Reproduce the material that follows, please, but only from its first line to the line containing "result type alias", inclusive.
§
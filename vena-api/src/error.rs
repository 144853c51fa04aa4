/// Error handling for the API server
///
/// This module provides a unified error type that maps to HTTP responses.
/// All handlers return `Result<T, ApiError>`; data layer failures convert
/// with `?`.
///
/// | Source                                   | Status |
/// |------------------------------------------|--------|
/// | unknown collection, missing id/profile   | 404    |
/// | payload that fails to parse or validate  | 422    |
/// | database, HTTP or remote store failure   | 502    |
/// | malformed stored row                     | 502    |
/// | anything else                            | 500    |

use axum::{
    http::StatusCode,
    response::{IntoResponse, Response},
    Json,
};
use serde::{Deserialize, Serialize};
use thiserror::Error;
use validator::ValidationErrors;
use vena_shared::data::DataError;
use vena_shared::store::StoreError;

/// API result type alias
pub type ApiResult<T> = Result<T, ApiError>;

/// Unified API error type
#[derive(Debug, Error)]
pub enum ApiError {
    /// Bad request (400)
    #[error("Bad request: {0}")]
    BadRequest(String),

    /// Not found (404)
    #[error("Not found: {0}")]
    NotFound(String),

    /// Unprocessable entity (422) - validation errors
    #[error("Validation failed: {} errors", .0.len())]
    ValidationError(Vec<ValidationErrorDetail>),

    /// Bad gateway (502) - the row store failed or returned bad data
    #[error("Upstream error: {0}")]
    Upstream(String),

    /// Internal server error (500)
    #[error("Internal error: {0}")]
    InternalError(String),
}

/// Validation error detail
#[derive(Debug, Clone, PartialEq, Serialize, Deserialize)]
pub struct ValidationErrorDetail {
    /// Field that failed validation
    pub field: String,

    /// Error message
    pub message: String,
}

/// Error response format
#[derive(Debug, Serialize, Deserialize)]
pub struct ErrorResponse {
    /// Error code (e.g., "not_found", "validation_error")
    pub error: String,

    /// Human-readable error message
    pub message: String,

    /// Optional validation errors
    #[serde(skip_serializing_if = "Option::is_none")]
    pub details: Option<Vec<ValidationErrorDetail>>,
}

impl ApiError {
    /// Payload that could not be read as the expected shape
    pub fn invalid_body(err: serde_json::Error) -> Self {
        ApiError::ValidationError(vec![ValidationErrorDetail {
            field: "body".to_string(),
            message: err.to_string(),
        }])
    }

    pub fn unknown_collection(name: &str) -> Self {
        ApiError::NotFound(format!("Unknown collection '{}'", name))
    }

    fn status(&self) -> StatusCode {
        match self {
            ApiError::BadRequest(_) => StatusCode::BAD_REQUEST,
            ApiError::NotFound(_) => StatusCode::NOT_FOUND,
            ApiError::ValidationError(_) => StatusCode::UNPROCESSABLE_ENTITY,
            ApiError::Upstream(_) => StatusCode::BAD_GATEWAY,
            ApiError::InternalError(_) => StatusCode::INTERNAL_SERVER_ERROR,
        }
    }
}

impl IntoResponse for ApiError {
    fn into_response(self) -> Response {
        let status = self.status();

        let (error_code, message, details) = match self {
            ApiError::BadRequest(msg) => ("bad_request", msg, None),
            ApiError::NotFound(msg) => ("not_found", msg, None),
            ApiError::ValidationError(errors) => (
                "validation_error",
                "Request validation failed".to_string(),
                Some(errors),
            ),
            ApiError::Upstream(msg) => {
                tracing::warn!(error = %msg, "Row store request failed");
                ("upstream_error", msg, None)
            }
            ApiError::InternalError(msg) => {
                // Details stay in the log
                tracing::error!("Internal error: {}", msg);
                ("internal_error", "An internal error occurred".to_string(), None)
            }
        };

        let body = Json(ErrorResponse {
            error: error_code.to_string(),
            message,
            details,
        });

        (status, body).into_response()
    }
}

impl From<StoreError> for ApiError {
    fn from(err: StoreError) -> Self {
        match err {
            StoreError::NotFound { .. } => ApiError::NotFound(err.to_string()),
            StoreError::Database(_)
            | StoreError::Http(_)
            | StoreError::Remote { .. }
            | StoreError::Decode { .. }
            | StoreError::Malformed { .. } => ApiError::Upstream(err.to_string()),
            StoreError::Encode(msg) => ApiError::BadRequest(msg),
            StoreError::Config(_) => ApiError::InternalError(err.to_string()),
        }
    }
}

impl From<DataError> for ApiError {
    fn from(err: DataError) -> Self {
        match err {
            DataError::Store(err) => err.into(),
            DataError::ProfileMissing => ApiError::NotFound("No vendor profile is loaded".to_string()),
        }
    }
}

impl From<ValidationErrors> for ApiError {
    fn from(errors: ValidationErrors) -> Self {
        let mut details: Vec<ValidationErrorDetail> = errors
            .field_errors()
            .into_iter()
            .flat_map(|(field, errors)| {
                errors.iter().map(move |error| ValidationErrorDetail {
                    field: field.to_string(),
                    message: error
                        .message
                        .as_ref()
                        .map(|m| m.to_string())
                        .unwrap_or_else(|| error.code.to_string()),
                })
            })
            .collect();
        details.sort_by(|a, b| a.field.cmp(&b.field));
        ApiError::ValidationError(details)
    }
}

impl From<serde_json::Error> for ApiError {
    fn from(err: serde_json::Error) -> Self {
        ApiError::InternalError(format!("Serialization failed: {}", err))
    }
}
§
• Final answer:
filename vena-api/src/error.rs
repository 144853c51fa04aa4
/// Error handling for the API server
///
/// This module provides a unified error type that maps to HTTP responses.
/// All handlers return `Result<T, ApiError>`; data layer failures convert
/// with `?`.
///
/// | Source                                   | Status |
/// |------------------------------------------|--------|
/// | unknown collection, missing id/profile   | 404    |
/// | payload that fails to parse or validate  | 422    |
/// | database, HTTP or remote store failure   | 502    |
/// | malformed stored row                     | 502    |
/// | anything else                            | 500    |

use axum::{
    http::StatusCode,
    response::{IntoResponse, Response},
    Json,
};
use serde::{Deserialize, Serialize};
use thiserror::Error;
use validator::ValidationErrors;
use vena_shared::data::DataError;
use vena_shared::store::StoreError;

/// API result type alias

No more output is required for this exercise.